About this exercise: Only lines that contain the word "services" belong in the answer; copy them from the records below.

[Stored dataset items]
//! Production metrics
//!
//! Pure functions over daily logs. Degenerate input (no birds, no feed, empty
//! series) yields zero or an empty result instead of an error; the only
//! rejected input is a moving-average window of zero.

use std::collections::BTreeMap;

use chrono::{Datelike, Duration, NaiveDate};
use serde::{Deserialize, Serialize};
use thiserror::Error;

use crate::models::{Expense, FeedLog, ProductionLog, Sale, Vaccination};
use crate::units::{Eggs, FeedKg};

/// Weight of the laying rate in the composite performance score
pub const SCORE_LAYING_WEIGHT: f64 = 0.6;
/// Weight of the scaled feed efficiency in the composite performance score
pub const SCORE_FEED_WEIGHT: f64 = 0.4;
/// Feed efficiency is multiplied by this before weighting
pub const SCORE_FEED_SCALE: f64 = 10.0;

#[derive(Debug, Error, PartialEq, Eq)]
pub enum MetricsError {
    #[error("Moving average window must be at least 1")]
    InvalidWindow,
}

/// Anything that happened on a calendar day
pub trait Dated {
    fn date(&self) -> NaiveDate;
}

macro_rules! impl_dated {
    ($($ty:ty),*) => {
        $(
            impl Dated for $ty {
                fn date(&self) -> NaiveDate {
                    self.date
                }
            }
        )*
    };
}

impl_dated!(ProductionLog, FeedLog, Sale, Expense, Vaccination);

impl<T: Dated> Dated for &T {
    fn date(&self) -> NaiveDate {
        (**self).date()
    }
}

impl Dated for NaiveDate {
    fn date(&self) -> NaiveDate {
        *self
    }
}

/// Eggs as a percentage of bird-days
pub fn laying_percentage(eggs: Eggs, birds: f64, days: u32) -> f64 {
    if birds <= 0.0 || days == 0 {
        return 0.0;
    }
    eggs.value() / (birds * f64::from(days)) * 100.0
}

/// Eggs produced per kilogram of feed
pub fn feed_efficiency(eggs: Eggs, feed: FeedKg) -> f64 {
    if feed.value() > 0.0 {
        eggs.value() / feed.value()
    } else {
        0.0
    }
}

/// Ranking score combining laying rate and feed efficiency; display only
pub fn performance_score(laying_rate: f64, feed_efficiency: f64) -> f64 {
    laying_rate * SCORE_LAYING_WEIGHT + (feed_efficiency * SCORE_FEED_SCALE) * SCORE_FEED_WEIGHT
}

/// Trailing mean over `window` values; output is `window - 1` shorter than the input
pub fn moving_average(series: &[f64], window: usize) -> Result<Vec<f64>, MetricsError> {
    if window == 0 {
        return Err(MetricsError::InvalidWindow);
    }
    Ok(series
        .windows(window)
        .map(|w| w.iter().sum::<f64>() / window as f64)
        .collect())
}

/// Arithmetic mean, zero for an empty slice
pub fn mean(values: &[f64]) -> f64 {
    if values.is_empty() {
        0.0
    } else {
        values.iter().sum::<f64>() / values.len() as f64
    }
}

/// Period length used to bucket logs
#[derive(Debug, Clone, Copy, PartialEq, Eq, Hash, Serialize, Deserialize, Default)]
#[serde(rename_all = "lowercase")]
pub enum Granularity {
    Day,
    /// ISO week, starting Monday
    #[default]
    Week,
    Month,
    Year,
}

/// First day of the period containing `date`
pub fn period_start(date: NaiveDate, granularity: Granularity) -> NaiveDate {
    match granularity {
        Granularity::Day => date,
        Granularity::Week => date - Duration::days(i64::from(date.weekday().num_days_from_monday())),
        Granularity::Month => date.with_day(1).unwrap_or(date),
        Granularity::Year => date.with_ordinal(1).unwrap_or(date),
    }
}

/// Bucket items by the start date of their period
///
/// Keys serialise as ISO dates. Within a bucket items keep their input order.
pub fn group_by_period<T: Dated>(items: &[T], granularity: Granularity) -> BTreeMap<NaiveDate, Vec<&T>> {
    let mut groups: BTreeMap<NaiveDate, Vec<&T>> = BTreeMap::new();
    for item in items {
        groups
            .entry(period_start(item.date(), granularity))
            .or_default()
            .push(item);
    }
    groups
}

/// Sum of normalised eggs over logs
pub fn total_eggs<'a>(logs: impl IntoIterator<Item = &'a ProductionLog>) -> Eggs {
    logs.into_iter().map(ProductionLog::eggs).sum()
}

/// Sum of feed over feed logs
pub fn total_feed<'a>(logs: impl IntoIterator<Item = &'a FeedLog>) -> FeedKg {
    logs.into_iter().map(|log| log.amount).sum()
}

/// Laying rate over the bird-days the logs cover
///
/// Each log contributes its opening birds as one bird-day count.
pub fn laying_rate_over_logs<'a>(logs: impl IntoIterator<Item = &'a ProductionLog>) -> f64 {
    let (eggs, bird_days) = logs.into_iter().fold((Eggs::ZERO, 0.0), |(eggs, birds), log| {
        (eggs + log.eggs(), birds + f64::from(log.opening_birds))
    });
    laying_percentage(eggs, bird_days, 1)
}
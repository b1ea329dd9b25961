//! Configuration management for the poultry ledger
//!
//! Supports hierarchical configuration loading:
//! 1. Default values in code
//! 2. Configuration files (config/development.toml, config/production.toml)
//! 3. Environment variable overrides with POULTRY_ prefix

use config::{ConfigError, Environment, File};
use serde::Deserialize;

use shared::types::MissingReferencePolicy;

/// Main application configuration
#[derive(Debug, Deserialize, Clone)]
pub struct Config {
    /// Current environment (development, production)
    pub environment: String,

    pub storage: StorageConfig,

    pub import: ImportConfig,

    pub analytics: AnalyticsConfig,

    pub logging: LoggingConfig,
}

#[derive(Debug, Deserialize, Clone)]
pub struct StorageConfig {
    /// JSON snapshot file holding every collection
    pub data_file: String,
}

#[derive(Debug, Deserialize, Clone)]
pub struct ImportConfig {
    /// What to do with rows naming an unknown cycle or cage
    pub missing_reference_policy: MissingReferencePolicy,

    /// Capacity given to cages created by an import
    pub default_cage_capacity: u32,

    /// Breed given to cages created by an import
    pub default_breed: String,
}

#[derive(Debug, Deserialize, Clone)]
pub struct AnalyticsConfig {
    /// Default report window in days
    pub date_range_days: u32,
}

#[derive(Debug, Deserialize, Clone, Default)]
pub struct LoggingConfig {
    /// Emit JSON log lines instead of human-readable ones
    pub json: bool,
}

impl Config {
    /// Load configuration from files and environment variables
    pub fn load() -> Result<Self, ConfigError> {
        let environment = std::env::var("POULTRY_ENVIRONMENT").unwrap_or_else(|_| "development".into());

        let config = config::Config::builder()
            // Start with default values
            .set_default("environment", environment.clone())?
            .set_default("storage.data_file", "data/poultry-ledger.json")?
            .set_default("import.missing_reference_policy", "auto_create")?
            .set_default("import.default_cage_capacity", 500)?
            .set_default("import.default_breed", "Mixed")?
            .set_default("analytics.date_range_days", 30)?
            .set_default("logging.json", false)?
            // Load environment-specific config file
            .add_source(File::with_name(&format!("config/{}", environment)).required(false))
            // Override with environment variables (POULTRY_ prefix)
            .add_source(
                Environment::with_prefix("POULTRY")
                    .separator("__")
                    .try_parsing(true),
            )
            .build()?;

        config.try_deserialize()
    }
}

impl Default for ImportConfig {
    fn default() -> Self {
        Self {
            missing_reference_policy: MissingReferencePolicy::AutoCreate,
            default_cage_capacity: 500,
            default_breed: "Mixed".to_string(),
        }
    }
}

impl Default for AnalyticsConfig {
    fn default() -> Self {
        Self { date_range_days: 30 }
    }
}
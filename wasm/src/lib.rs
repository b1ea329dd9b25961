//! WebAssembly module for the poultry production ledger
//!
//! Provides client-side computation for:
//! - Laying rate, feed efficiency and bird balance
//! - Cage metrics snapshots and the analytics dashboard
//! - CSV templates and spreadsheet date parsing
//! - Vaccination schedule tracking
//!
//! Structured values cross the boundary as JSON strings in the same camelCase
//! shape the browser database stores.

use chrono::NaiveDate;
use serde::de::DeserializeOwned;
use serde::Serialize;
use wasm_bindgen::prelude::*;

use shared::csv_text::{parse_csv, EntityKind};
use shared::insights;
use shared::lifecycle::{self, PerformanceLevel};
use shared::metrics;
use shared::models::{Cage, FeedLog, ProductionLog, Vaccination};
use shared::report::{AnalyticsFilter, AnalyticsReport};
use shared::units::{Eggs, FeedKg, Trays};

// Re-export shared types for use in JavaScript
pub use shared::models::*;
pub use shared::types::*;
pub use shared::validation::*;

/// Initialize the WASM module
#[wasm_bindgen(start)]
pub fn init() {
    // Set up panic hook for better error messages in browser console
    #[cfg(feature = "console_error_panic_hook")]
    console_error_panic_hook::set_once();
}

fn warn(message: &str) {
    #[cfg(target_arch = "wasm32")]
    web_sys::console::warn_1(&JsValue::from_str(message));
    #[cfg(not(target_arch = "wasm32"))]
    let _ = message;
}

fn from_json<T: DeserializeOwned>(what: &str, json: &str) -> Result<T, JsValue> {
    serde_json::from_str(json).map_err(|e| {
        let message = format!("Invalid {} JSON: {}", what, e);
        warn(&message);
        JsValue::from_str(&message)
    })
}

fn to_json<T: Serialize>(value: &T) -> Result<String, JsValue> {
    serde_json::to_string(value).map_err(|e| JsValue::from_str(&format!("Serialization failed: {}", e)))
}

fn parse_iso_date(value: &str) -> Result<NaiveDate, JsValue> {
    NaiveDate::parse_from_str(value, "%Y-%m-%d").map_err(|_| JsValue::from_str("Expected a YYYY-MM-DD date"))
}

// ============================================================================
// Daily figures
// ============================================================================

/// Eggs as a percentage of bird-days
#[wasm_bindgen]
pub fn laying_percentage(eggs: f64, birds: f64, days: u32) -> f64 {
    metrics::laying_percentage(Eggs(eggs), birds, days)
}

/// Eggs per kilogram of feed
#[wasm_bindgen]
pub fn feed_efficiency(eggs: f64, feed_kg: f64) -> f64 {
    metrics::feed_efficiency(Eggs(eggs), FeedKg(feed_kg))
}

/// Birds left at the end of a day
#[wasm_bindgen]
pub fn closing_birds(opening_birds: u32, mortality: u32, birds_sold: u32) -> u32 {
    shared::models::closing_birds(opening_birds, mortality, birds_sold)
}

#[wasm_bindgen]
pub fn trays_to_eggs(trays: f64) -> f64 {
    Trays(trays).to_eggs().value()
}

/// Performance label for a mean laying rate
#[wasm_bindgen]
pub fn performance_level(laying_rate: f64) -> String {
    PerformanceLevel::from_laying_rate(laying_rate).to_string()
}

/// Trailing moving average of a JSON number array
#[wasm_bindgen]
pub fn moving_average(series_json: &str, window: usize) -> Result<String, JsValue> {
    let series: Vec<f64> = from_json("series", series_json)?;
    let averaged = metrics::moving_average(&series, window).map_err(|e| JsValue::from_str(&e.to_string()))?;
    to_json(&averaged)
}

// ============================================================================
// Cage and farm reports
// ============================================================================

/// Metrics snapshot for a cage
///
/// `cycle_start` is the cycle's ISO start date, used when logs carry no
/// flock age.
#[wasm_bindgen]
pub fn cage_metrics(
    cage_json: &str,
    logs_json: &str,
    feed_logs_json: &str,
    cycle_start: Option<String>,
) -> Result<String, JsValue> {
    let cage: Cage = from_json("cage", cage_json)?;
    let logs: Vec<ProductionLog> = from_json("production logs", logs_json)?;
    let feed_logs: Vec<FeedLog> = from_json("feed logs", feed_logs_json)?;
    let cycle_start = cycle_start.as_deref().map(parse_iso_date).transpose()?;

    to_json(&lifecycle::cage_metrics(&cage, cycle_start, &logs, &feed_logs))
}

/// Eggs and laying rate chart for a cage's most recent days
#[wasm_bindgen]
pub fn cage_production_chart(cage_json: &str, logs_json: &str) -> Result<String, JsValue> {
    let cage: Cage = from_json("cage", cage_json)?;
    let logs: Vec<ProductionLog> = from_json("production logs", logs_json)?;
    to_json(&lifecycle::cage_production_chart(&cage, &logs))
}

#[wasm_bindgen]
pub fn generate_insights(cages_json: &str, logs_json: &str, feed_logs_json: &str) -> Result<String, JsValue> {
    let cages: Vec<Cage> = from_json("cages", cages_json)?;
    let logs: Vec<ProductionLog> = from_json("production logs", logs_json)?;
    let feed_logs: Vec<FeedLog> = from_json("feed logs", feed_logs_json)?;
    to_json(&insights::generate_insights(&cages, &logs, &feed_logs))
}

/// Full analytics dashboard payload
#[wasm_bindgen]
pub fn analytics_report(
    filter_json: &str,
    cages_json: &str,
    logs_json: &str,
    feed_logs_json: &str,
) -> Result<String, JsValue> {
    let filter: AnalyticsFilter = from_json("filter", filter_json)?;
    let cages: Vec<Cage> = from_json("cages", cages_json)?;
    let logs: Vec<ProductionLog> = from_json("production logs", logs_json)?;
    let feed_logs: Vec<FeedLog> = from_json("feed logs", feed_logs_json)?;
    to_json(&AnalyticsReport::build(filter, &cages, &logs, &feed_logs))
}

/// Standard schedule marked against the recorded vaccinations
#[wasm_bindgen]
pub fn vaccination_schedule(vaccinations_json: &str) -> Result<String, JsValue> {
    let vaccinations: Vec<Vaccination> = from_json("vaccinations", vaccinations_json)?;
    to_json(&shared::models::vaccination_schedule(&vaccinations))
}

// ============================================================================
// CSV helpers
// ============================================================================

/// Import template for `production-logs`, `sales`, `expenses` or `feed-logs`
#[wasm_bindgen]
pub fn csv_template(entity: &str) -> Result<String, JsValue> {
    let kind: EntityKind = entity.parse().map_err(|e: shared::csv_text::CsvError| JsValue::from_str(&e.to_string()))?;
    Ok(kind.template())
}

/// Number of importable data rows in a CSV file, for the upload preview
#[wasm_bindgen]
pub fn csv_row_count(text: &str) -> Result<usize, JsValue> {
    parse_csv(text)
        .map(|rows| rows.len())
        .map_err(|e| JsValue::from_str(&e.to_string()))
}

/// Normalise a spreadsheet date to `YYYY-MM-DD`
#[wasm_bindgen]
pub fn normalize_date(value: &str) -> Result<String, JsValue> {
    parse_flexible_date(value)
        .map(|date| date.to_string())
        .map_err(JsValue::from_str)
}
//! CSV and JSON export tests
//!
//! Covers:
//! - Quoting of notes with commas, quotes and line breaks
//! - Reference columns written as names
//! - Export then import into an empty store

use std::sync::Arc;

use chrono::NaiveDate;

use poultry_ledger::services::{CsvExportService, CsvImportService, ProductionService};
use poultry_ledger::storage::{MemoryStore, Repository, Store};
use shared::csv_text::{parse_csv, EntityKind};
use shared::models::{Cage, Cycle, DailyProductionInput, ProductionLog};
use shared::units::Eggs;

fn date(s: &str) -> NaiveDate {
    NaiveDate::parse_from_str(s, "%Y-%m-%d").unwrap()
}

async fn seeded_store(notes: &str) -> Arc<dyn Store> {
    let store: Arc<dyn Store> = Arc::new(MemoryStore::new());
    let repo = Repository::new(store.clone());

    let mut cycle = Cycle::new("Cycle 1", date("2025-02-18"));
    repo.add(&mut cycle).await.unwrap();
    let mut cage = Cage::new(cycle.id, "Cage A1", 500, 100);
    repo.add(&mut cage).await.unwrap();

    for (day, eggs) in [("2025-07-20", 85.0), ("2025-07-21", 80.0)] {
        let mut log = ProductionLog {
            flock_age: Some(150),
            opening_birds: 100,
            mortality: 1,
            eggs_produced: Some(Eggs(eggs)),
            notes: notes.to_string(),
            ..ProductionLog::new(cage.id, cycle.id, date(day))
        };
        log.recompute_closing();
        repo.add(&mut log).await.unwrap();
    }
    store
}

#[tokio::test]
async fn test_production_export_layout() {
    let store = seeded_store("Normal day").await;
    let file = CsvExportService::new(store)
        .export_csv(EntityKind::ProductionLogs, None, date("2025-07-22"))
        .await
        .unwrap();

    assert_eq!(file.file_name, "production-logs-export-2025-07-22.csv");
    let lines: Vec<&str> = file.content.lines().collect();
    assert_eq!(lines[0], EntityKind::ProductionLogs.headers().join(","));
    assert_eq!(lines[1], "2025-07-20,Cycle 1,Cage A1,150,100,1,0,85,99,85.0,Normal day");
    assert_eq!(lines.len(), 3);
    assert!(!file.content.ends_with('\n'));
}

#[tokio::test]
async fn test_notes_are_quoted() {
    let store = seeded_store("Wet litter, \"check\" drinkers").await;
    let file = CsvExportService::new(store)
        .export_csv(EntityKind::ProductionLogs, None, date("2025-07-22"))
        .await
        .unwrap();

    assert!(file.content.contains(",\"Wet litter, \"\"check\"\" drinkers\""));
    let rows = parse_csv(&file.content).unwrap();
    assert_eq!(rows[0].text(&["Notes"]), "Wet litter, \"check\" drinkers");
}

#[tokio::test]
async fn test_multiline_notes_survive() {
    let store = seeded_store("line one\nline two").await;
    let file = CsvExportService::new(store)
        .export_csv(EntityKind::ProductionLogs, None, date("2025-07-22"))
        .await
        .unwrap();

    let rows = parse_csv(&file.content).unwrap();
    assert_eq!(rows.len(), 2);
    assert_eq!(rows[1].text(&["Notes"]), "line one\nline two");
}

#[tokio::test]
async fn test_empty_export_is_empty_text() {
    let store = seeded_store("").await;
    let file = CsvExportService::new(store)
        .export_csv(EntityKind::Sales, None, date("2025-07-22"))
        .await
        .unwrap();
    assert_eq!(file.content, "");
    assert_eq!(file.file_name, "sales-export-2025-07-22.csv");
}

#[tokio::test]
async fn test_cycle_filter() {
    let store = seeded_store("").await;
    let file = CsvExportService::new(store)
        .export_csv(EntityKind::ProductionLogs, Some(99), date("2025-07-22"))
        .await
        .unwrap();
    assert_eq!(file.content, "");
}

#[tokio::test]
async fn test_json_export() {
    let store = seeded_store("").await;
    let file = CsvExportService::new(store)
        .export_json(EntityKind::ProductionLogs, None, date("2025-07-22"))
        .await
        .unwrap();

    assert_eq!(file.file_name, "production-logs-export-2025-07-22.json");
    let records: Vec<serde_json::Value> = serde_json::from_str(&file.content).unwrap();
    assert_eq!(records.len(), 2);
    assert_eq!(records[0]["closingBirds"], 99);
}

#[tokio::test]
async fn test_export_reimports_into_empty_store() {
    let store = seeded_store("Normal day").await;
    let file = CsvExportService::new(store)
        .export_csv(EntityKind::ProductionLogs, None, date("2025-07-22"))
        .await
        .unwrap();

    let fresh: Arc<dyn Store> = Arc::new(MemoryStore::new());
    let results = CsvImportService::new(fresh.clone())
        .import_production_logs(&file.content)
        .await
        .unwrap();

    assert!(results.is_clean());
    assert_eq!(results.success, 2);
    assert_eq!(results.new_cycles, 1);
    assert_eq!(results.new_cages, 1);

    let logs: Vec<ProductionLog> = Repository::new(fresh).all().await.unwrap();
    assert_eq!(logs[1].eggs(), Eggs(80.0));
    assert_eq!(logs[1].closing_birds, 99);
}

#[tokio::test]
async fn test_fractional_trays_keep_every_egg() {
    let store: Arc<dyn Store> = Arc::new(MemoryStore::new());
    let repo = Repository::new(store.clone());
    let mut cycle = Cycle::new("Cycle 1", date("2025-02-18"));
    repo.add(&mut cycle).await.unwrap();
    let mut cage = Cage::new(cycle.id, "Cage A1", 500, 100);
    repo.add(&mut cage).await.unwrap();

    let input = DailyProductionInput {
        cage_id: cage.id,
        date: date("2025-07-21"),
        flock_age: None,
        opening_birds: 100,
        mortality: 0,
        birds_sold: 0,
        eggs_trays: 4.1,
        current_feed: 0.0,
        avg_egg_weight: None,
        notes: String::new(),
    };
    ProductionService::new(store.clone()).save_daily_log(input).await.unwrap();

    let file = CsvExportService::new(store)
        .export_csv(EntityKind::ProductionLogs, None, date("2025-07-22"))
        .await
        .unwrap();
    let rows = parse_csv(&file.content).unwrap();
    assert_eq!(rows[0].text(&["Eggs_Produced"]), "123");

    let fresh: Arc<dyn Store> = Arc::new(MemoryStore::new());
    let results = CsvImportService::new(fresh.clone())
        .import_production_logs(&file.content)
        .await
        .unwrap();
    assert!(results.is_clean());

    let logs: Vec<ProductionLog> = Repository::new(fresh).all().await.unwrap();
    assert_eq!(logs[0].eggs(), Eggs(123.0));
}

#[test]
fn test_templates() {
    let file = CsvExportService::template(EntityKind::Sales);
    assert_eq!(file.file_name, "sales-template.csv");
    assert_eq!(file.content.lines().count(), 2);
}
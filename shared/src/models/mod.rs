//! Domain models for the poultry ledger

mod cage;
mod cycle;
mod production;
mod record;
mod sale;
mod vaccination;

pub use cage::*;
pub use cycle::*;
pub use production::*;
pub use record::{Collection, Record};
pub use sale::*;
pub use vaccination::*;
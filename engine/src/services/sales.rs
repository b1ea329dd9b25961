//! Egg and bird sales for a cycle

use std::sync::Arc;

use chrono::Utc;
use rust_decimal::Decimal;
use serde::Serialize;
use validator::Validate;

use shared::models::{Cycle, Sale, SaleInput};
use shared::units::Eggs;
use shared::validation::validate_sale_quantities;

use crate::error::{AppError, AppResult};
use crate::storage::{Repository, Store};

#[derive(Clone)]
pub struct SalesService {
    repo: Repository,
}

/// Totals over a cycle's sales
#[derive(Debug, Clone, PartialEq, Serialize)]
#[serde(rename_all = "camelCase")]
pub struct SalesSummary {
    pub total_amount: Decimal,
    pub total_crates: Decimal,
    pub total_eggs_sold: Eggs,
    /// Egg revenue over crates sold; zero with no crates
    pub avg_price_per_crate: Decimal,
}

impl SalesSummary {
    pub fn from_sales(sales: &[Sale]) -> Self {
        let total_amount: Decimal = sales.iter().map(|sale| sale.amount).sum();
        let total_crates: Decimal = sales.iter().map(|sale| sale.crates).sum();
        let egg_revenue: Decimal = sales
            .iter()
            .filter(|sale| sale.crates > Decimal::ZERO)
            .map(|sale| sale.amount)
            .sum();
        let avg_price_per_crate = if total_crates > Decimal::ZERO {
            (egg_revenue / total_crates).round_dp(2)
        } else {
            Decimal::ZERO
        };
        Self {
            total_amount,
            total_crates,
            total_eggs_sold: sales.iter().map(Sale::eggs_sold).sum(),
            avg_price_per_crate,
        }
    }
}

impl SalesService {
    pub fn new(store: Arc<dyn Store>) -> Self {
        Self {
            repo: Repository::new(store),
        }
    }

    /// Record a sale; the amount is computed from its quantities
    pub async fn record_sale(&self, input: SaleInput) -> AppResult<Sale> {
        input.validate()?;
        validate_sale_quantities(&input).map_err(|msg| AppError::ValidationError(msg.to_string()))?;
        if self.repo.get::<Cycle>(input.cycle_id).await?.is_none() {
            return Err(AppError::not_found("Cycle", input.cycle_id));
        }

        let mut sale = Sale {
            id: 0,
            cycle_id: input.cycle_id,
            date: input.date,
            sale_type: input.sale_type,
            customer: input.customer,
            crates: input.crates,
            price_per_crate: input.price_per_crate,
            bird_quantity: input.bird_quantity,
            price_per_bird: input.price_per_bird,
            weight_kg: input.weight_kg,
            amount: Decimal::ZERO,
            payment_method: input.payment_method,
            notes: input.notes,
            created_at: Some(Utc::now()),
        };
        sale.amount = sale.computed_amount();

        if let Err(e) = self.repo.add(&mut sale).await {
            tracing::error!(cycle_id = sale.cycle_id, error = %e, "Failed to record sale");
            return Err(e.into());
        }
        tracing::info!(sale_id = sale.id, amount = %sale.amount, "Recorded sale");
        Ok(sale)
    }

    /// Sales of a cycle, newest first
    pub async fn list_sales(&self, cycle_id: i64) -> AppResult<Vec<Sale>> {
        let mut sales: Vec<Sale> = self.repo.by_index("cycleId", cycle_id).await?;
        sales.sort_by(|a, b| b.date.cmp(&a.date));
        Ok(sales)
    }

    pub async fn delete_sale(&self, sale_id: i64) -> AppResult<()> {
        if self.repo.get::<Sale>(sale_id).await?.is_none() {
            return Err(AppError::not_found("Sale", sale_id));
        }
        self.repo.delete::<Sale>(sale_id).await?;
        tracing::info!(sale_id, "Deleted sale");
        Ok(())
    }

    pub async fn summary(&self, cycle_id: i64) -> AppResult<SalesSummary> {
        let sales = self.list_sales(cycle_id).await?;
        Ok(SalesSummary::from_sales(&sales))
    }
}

Response area:
use poultry_ledger::services::{CsvExportService, CsvImportService, ProductionService};
filename engine/src/services/sales.rs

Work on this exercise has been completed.